Es sollten längst all' solche Erzählungen, wie diese unserige eine ist, einer größeren Übersichtlichkeit nicht mehr ermangeln dürfen. Aber wieviele wenn nicht alle Schriftsteller von Beruf tun, als ob das die Hauptaufgabe ihres Berufes ausmache: auf dem Wege ihrer Geschichte grad als wie auf dem Wege aus dem brennenden Sodom recht nach dem Beispiele Lots und seiner Töchter dahinzueilen. »Errette deine Seele, und siehe nicht hinter dich; auch stehe nicht in dieser ganzen Gegend. Auf den Berg rette dich, daß du nicht umkommest.« Wo steht denn dies scheinbar höchste Gebot für Schriftsteller geschrieben? Wo steht denn geschrieben, daß es gut sei, einem Publikum, das sowieso sehr leicht vergißt, das Vergessen nur noch leichter zu machen? Sieh dich um, Leser, und du o Leserin sieh hinter dich – auf die Gefahr hin wie einstens Lots Weib zur Salzsäule zu werden! Denk an mein Wort von der Landschaft der Seele – sexualperspektivisch lerne zu schau'n! Laß deine bloße Neugierde hungern zugunsten tieferer Wissenschaft! Und daß mein Werk ein wahres Diptychon sei – erkenn' und bemiß es danach! Und so möcht' ich denn erklären, daß ich keinen Schritt weiter tue, eh' sich nicht ein jeder noch einmal völlig darüber orientiert hab':

wie Maximow erst durch – sagen wir getrost Vielweiberei für eine Weile ganz verrückt monogam geworden, aber nicht weil's eine kranke Laune seines Geistes, sondern weil's ein gesunder Wille seines Fleisches heischte – und wie nach Ablauf der – von uns nach sehr unbekannten Gesetzen vorausdiktierten – Frist dieser selbige Maximow aus dieser monogamischen Verliebtheit und verliebten Monogamie, sodann ebenso naturnotwendig sich wieder heraussehnte.

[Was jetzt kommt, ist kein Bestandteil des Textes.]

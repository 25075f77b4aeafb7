//! Browser adapters for the viewer core: layout measurement, fullscreen,
//! scroll position, the strip's `transitionend` signal, gallery data.

use futures::channel::oneshot;
use futures::future::{FutureExt, LocalBoxFuture};
use gloo_events::EventListener;
use leptos::prelude::*;
use wasm_bindgen::{JsCast, JsValue};
use web_sys::{Document, Element, HtmlElement, ScrollBehavior, ScrollToOptions};
use photoviewer_core::{Fullscreen, Layout, Rect, ScrollPosition};

/// Id of the `<script type="application/json">` block holding the gallery.
const GALLERY_DATA_ID: &str = "gallery-data";
/// Global the static page generator assigns the gallery object to.
const GALLERY_DATA_GLOBAL: &str = "gallery_data";

fn document() -> Option<Document> {
    web_sys::window()?.document()
}

fn root_element() -> Option<Element> {
    document()?.document_element()
}

fn to_rect(r: &web_sys::DomRect) -> Rect {
    Rect::new(r.left(), r.top(), r.width(), r.height())
}

// ── Gallery data ──────────────────────────────────────────────────────────────

/// Raw gallery JSON from the page: the JSON script block if present,
/// otherwise the `gallery_data` global serialised back to JSON.
pub fn read_gallery_json() -> Option<String> {
    if let Some(el) = document()?.get_element_by_id(GALLERY_DATA_ID) {
        return el.text_content();
    }
    let window = web_sys::window()?;
    let value = js_sys::Reflect::get(&window, &JsValue::from_str(GALLERY_DATA_GLOBAL)).ok()?;
    if value.is_undefined() || value.is_null() {
        return None;
    }
    match js_sys::JSON::stringify(&value) {
        Ok(json) => Some(String::from(json)),
        Err(e) => {
            log::error!("Failed to serialise {GALLERY_DATA_GLOBAL}: {e:?}");
            None
        }
    }
}

pub fn set_document_title(title: &str) {
    if let Some(doc) = document() {
        doc.set_title(title);
    }
}

// ── Scroll ────────────────────────────────────────────────────────────────────

pub fn scroll_position() -> ScrollPosition {
    root_element()
        .map(|root| ScrollPosition { x: root.scroll_left() as f64, y: root.scroll_top() as f64 })
        .unwrap_or_default()
}

/// Jump back to a saved position, no smooth scrolling.
pub fn restore_scroll(pos: ScrollPosition) {
    let Some(root) = root_element() else { return };
    let opts = ScrollToOptions::new();
    opts.set_left(pos.x);
    opts.set_top(pos.y);
    opts.set_behavior(ScrollBehavior::Instant);
    root.scroll_to_with_scroll_to_options(&opts);
}

pub fn viewport_width() -> f64 {
    web_sys::window()
        .and_then(|w| w.inner_width().ok())
        .and_then(|v| v.as_f64())
        .unwrap_or(0.0)
}

// ── Layout ────────────────────────────────────────────────────────────────────

/// Measures the slide strip and the current slide image on demand.
#[derive(Clone, Copy)]
pub struct DomLayout {
    pub container: NodeRef<leptos::html::Div>,
    pub image: NodeRef<leptos::html::Img>,
}

impl DomLayout {
    pub fn new() -> Self {
        Self { container: NodeRef::new(), image: NodeRef::new() }
    }
}

impl Layout for DomLayout {
    fn container_rect(&self) -> Option<Rect> {
        self.container.get_untracked().map(|el| to_rect(&el.get_bounding_client_rect()))
    }

    /// Slide panel position plus the image's offset box. Offsets ignore CSS
    /// transforms, so a zoom animation in progress does not skew this.
    fn image_rect(&self) -> Option<Rect> {
        let img = self.image.get_untracked()?;
        let panel = img.parent_element()?.dyn_into::<HtmlElement>().ok()?;
        let panel_rect = panel.get_bounding_client_rect();
        Some(Rect::new(
            panel_rect.left() + (img.offset_left() - panel.offset_left()) as f64,
            panel_rect.top() + (img.offset_top() - panel.offset_top()) as f64,
            img.offset_width() as f64,
            img.offset_height() as f64,
        ))
    }

    fn natural_width(&self) -> Option<f64> {
        // 0 until the image has decoded
        self.image
            .get_untracked()
            .map(|img| img.natural_width() as f64)
            .filter(|w| *w > 0.0)
    }

    fn viewport_width(&self) -> f64 {
        viewport_width()
    }
}

// ── Fullscreen ────────────────────────────────────────────────────────────────

/// Standard Fullscreen API on the document element.
pub struct DocumentFullscreen;

impl Fullscreen for DocumentFullscreen {
    fn is_supported(&self) -> bool {
        document().is_some_and(|d| d.fullscreen_enabled())
    }

    fn request(&self) {
        let Some(root) = root_element() else { return };
        if let Err(e) = root.request_fullscreen() {
            log::warn!("requestFullscreen failed: {e:?}");
        }
    }

    fn exit(&self) {
        if let Some(doc) = document() {
            doc.exit_fullscreen();
        }
    }
}

pub fn is_fullscreen() -> bool {
    document().is_some_and(|d| d.fullscreen_element().is_some())
}

/// Report fullscreen changes made outside the viewer (browser UI, Esc).
/// The listener is removed when the returned handle is dropped.
pub fn on_fullscreen_change(mut callback: impl FnMut(bool) + 'static) -> Option<EventListener> {
    let doc = document()?;
    Some(EventListener::new(&doc, "fullscreenchange", move |_| callback(is_fullscreen())))
}

// ── Transition signal ─────────────────────────────────────────────────────────

/// Resolves on the next `transitionend` fired by `target` itself. Events
/// bubbling up from children (the zooming image) are ignored. With no
/// target it never resolves and the caller's timeout takes over.
pub fn transition_end(target: Option<HtmlElement>) -> LocalBoxFuture<'static, ()> {
    let Some(target) = target else {
        return futures::future::pending().boxed_local();
    };
    let (tx, rx) = oneshot::channel::<()>();
    let mut tx = Some(tx);
    let own: JsValue = target.clone().into();
    let listener = EventListener::new(&target, "transitionend", move |ev| {
        let from_self = ev.target().map(JsValue::from).is_some_and(|t| t == own);
        if from_self {
            if let Some(tx) = tx.take() {
                let _ = tx.send(());
            }
        }
    });
    async move {
        let _listener = listener;
        let _ = rx.await;
    }
    .boxed_local()
}

/// Whether an event originated on a slide image.
pub fn targets_image(ev: &web_sys::Event) -> bool {
    ev.target()
        .and_then(|t| t.dyn_into::<web_sys::HtmlImageElement>().ok())
        .is_some()
}
use std::time::Duration;
use serde::Deserialize;

/// Strip offsets (percent of the three-panel strip width).
pub const STRIP_PREVIOUS_PCT: f64 = 0.0;
pub const STRIP_REST_PCT: f64 = -33.333;
pub const STRIP_NEXT_PCT: f64 = -66.666;
/// One panel's share of the strip; a full-viewport drag moves the strip this far.
pub const STRIP_PANEL_PCT: f64 = 33.333;

/// Viewer timings and gesture thresholds. Shipped alongside the gallery
/// data; anything missing falls back to the defaults.
#[derive(Clone, Debug, PartialEq, Deserialize)]
#[serde(default)]
pub struct ViewerConfig {
    pub transition_ms: u64,
    pub zoom_transition_ms: u64,
    /// Added to `transition_ms` before giving up on the completion signal.
    pub transition_margin_ms: u64,
    /// Fraction of the viewport width a swipe has to exceed to change slides.
    pub swipe_threshold: f64,
    pub tap_slop_px: f64,
    pub arrow_reveal_ms: u64,
}

impl Default for ViewerConfig {
    fn default() -> Self {
        Self {
            transition_ms: 300,
            zoom_transition_ms: 200,
            transition_margin_ms: 100,
            swipe_threshold: 0.2,
            tap_slop_px: 10.0,
            arrow_reveal_ms: 1000,
        }
    }
}

impl ViewerConfig {
    pub fn transition(&self) -> Duration {
        Duration::from_millis(self.transition_ms)
    }

    pub fn zoom_transition(&self) -> Duration {
        Duration::from_millis(self.zoom_transition_ms)
    }

    /// Upper bound on waiting for a strip transition to report completion.
    pub fn transition_timeout(&self) -> Duration {
        Duration::from_millis(self.transition_ms + self.transition_margin_ms)
    }

    pub fn arrow_reveal(&self) -> Duration {
        Duration::from_millis(self.arrow_reveal_ms)
    }
}
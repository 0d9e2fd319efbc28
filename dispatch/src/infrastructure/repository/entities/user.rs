//! User entity for Sea-ORM
//!
//! Read-only view of the `User` table; only the columns the dispatch core
//! consumes are mapped.

use sea_orm::entity::prelude::*;

#[derive(Clone, Debug, PartialEq, DeriveEntityModel)]
#[sea_orm(table_name = "User")]
pub struct Model {
    #[sea_orm(primary_key)]
    pub id: i64,
    pub name: String,
    pub email: Option<String>,
    #[sea_orm(column_name = "userType")]
    pub user_type: Option<String>,
    #[sea_orm(column_name = "isApproved")]
    pub is_approved: Option<bool>,
}

#[derive(Copy, Clone, Debug, EnumIter, DeriveRelation)]
pub enum Relation {}

impl ActiveModelBehavior for ActiveModel {}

Daß der Ablauf dieser Frist eben mit dem Ablauf seines Urlaubs zusammenfiel, das mag man meinetwegen einen vom Dichter gewaltsam gefügten Zufall schelten. Doch sollte ein Teil der Leser wenigstens über soviel Erklärungen zu soviel Einsicht gelangt sein, daß Maximow in dem einen andern Fall vielleicht noch einmal »aus freien Stücken« zu seinem Arzt gegangen wäre, um sich mit Ablauf der verliebten Frist auch ein kürzer gestecktes Ende seines Urlaubs zu sichern.

Als einen also rücksichtslosen, weil also ehrgeizigen Menschen kennen wir ihn doch nun schon zur Genüge!

Oder?

Doch damit wollen wir wieder einmal für eine Weile genug »Anatomie der Liebe« getrieben haben . . .


Nein, Maximow war froh, war seelensfroh, da er erst einmal im Kupee saß und der Train – schier unhörbar erst – anfing, davonzurollen.

Kupee? Train? – kaum daß Maximow seinen Dienst neu angetreten hatte, da hatte er auch schon den Befehl in der Tasche, der einer Auszeichnung gleichkam: sich nach Kiew zu begeben, um dort einen Mord – oder war's ein Selbstmord? – aufzuklären.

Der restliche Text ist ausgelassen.